Die gewerbliche Bäckerei-Confiserie-Branche hatte in jüngster Zeit eine Vielzahl von politischen wirtschaftlichen und gesellschaftlichen Herausforderungen zu bewältigen. Was hat der Schweizerische Bäcker-Confiseurmeister-Verband SBC unternommen? Gab es Lichtblicke? Wie sieht der Blick in die Zukunft aus? Die Antworten von SBC-Präsident Silvan Hotz und -Direktor Urs Wellauer-Boschung.

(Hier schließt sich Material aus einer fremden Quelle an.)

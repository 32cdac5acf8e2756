//! Live session settings and the config store behind them.
//!
//! The pipeline never reads the config file directly. It reads a
//! [`SessionConfig`] snapshot from a [`SettingsHandle`], which the
//! [`ConfigStore`] replaces whenever the file changes on disk or a setter
//! is called. Snapshots are immutable; a dispatch that already holds one
//! keeps using it.

use std::fmt;
use std::path::{Path, PathBuf};
use std::sync::Arc;
use std::time::Duration;

use notify_debouncer_mini::notify::{RecommendedWatcher, RecursiveMode};
use notify_debouncer_mini::{new_debouncer, DebounceEventResult, Debouncer};
use parking_lot::RwLock;

use crate::config::{Config, LightbucketConfig};
use crate::credentials::CredentialCodec;
use crate::error::{Error, Result};

const WATCH_DEBOUNCE: Duration = Duration::from_millis(250);

/// Decrypted, in-memory reporting settings
#[derive(Clone, Default, PartialEq, Eq)]
pub struct SessionConfig {
    pub username: String,
    pub api_key: String,
    pub base_url: String,
    pub enabled: bool,
}

impl fmt::Debug for SessionConfig {
    fn fmt(&self, f: &mut fmt::Formatter<'_>) -> fmt::Result {
        f.debug_struct("SessionConfig")
            .field("username", &self.username)
            .field("api_key", &if self.api_key.is_empty() { "" } else { "<set>" })
            .field("base_url", &self.base_url)
            .field("enabled", &self.enabled)
            .finish()
    }
}

impl SessionConfig {
    /// Decrypt a persisted config section
    pub fn from_config(config: &LightbucketConfig, codec: &CredentialCodec) -> Result<Self> {
        Ok(Self {
            username: config.username.clone(),
            api_key: codec.decrypt(&config.api_key)?,
            base_url: config.base_url.clone(),
            enabled: config.enabled,
        })
    }

    /// Both username and API key are non-empty
    pub fn has_credentials(&self) -> bool {
        !self.username.is_empty() && !self.api_key.is_empty()
    }

    /// Reporting is switched on and credentials are present
    pub fn is_ready(&self) -> bool {
        self.enabled && self.has_credentials()
    }

    /// Full URL of the capture-complete endpoint
    pub fn endpoint(&self) -> String {
        format!(
            "{}/api/image_capture_complete",
            self.base_url.trim_end_matches('/')
        )
    }
}

/// A single property update, mirroring what a settings UI would emit
#[derive(Debug, Clone, PartialEq, Eq)]
pub enum SettingChange {
    Username(String),
    /// Decrypted API key
    ApiKey(String),
    /// Username and decrypted API key, published together
    Credentials { username: String, api_key: String },
    Enabled(bool),
    BaseUrl(String),
}

/// Shared handle to the current [`SessionConfig`]
#[derive(Debug, Clone, Default)]
pub struct SettingsHandle {
    inner: Arc<RwLock<Arc<SessionConfig>>>,
}

impl SettingsHandle {
    pub fn new(config: SessionConfig) -> Self {
        Self {
            inner: Arc::new(RwLock::new(Arc::new(config))),
        }
    }

    /// Current settings. Cheap; later changes do not affect the returned value.
    pub fn snapshot(&self) -> Arc<SessionConfig> {
        Arc::clone(&self.inner.read())
    }

    /// Replace all settings at once
    pub fn replace(&self, config: SessionConfig) {
        *self.inner.write() = Arc::new(config);
    }

    /// Apply a single property change
    pub fn apply(&self, change: SettingChange) {
        let mut guard = self.inner.write();
        let mut next = SessionConfig::clone(&guard);
        match change {
            SettingChange::Username(username) => next.username = username,
            SettingChange::ApiKey(api_key) => next.api_key = api_key,
            SettingChange::Credentials { username, api_key } => {
                next.username = username;
                next.api_key = api_key;
            }
            SettingChange::Enabled(enabled) => next.enabled = enabled,
            SettingChange::BaseUrl(base_url) => next.base_url = base_url,
        }
        *guard = Arc::new(next);
    }
}

/// Persisted configuration plus the live snapshot derived from it
#[derive(Debug, Clone)]
pub struct ConfigStore {
    path: PathBuf,
    codec: CredentialCodec,
    settings: SettingsHandle,
}

impl ConfigStore {
    /// Open the store at `path`, loading it immediately.
    ///
    /// A missing file yields default (disabled) settings. A stored API key
    /// that cannot be decrypted (lost key file, hand-edited config) is
    /// treated as unset so the credentials can be entered again.
    pub fn open(path: PathBuf, codec: CredentialCodec) -> Result<Self> {
        let store = Self {
            path,
            codec,
            settings: SettingsHandle::default(),
        };

        let config = store.load_config()?;
        let session = match SessionConfig::from_config(&config.lightbucket, &store.codec) {
            Ok(session) => session,
            Err(e) => {
                tracing::warn!(
                    path = %store.path.display(),
                    error = %e,
                    "Stored API key cannot be decrypted, treating it as unset"
                );
                SessionConfig {
                    username: config.lightbucket.username.clone(),
                    api_key: String::new(),
                    base_url: config.lightbucket.base_url.clone(),
                    enabled: config.lightbucket.enabled,
                }
            }
        };
        store.settings.replace(session);
        Ok(store)
    }

    /// Open the store at the XDG default locations
    pub fn open_default() -> Result<Self> {
        let codec = CredentialCodec::load_or_create(&Config::key_path())?;
        Self::open(Config::config_path(), codec)
    }

    pub fn path(&self) -> &Path {
        &self.path
    }

    pub fn codec(&self) -> &CredentialCodec {
        &self.codec
    }

    /// Handle the pipeline reads from
    pub fn settings(&self) -> SettingsHandle {
        self.settings.clone()
    }

    /// Read the persisted config, or defaults if the file does not exist
    pub fn load_config(&self) -> Result<Config> {
        if self.path.exists() {
            Config::load_from(&self.path)
        } else {
            Ok(Config::default())
        }
    }

    /// Re-read the file and publish a new snapshot.
    ///
    /// On failure the previous snapshot stays in place.
    pub fn reload(&self) -> Result<()> {
        let config = self.load_config()?;
        let next = SessionConfig::from_config(&config.lightbucket, &self.codec)?;
        let previous = self.settings.snapshot();

        if *previous != next {
            tracing::info!(
                enabled = next.enabled,
                username_changed = previous.username != next.username,
                api_key_changed = previous.api_key != next.api_key,
                base_url = %next.base_url,
                "Lightbucket settings reloaded"
            );
        }

        self.settings.replace(next);
        Ok(())
    }

    /// Store new credentials. Both values are trimmed; the key is encrypted.
    pub fn set_credentials(&self, username: &str, api_key: &str) -> Result<()> {
        let username = username.trim().to_string();
        let api_key = api_key.trim().to_string();

        let mut config = self.load_config()?;
        config.lightbucket.username = username.clone();
        config.lightbucket.api_key = self.codec.encrypt(&api_key)?;
        config.save_to(&self.path)?;

        self.settings.apply(SettingChange::Credentials { username, api_key });
        Ok(())
    }

    /// Switch reporting on or off
    pub fn set_enabled(&self, enabled: bool) -> Result<()> {
        let mut config = self.load_config()?;
        config.lightbucket.enabled = enabled;
        config.save_to(&self.path)?;

        self.settings.apply(SettingChange::Enabled(enabled));
        Ok(())
    }

    /// Reload whenever the config file changes on disk.
    ///
    /// Watching stops when the returned [`ConfigWatcher`] is dropped.
    pub fn watch(&self) -> Result<ConfigWatcher> {
        let dir = self
            .path
            .parent()
            .map(Path::to_path_buf)
            .ok_or_else(|| Error::Config(format!("config path {:?} has no parent", self.path)))?;
        std::fs::create_dir_all(&dir)?;

        let store = self.clone();
        let mut debouncer = new_debouncer(WATCH_DEBOUNCE, move |res: DebounceEventResult| {
            match res {
                Ok(events) => {
                    let file_name = store.path.file_name();
                    if !events.iter().any(|event| event.path.file_name() == file_name) {
                        return;
                    }
                    if let Err(e) = store.reload() {
                        tracing::warn!(error = %e, "Failed to reload Lightbucket settings");
                    }
                }
                Err(e) => tracing::warn!(error = %e, "Config watch error"),
            }
        })
        .map_err(|e| Error::Config(format!("failed to create config watcher: {}", e)))?;

        // Watch the directory: editors often replace the file instead of writing in place.
        debouncer
            .watcher()
            .watch(&dir, RecursiveMode::NonRecursive)
            .map_err(|e| Error::Config(format!("failed to watch {:?}: {}", dir, e)))?;

        tracing::debug!(path = %self.path.display(), "Watching config file");
        Ok(ConfigWatcher {
            _debouncer: debouncer,
        })
    }
}

/// Keeps a config file watch alive
pub struct ConfigWatcher {
    _debouncer: Debouncer<RecommendedWatcher>,
}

Kriege, Energiemangellage, Inflation, Fachkräfte- und Nachwuchsmangel, Betriebsschliessungen, Deklarationspflicht, Salz- und Zuckerreduktion, Food Waste, Lohnforderungen, Gesamtarbeitsvertrag – die Liste der herausfordernden Themen in unserer gewerblichen Branche ist lang. Das Brot, die Schokolade – Produkte, die Emotionen wecken und die oft im Fokus der Politik, der Medien und der Öffentlichkeit stehen. Entsprechend hoch ist die Zahl der Medienanfragen. Die politischen Vorstösse auf nationaler und kantonaler Ebene haben in den letzten Jahren stark zugenommen. Die Bäckerei-Confiserie-Branche stand und steht oft im Fokus der Politik und der Medien.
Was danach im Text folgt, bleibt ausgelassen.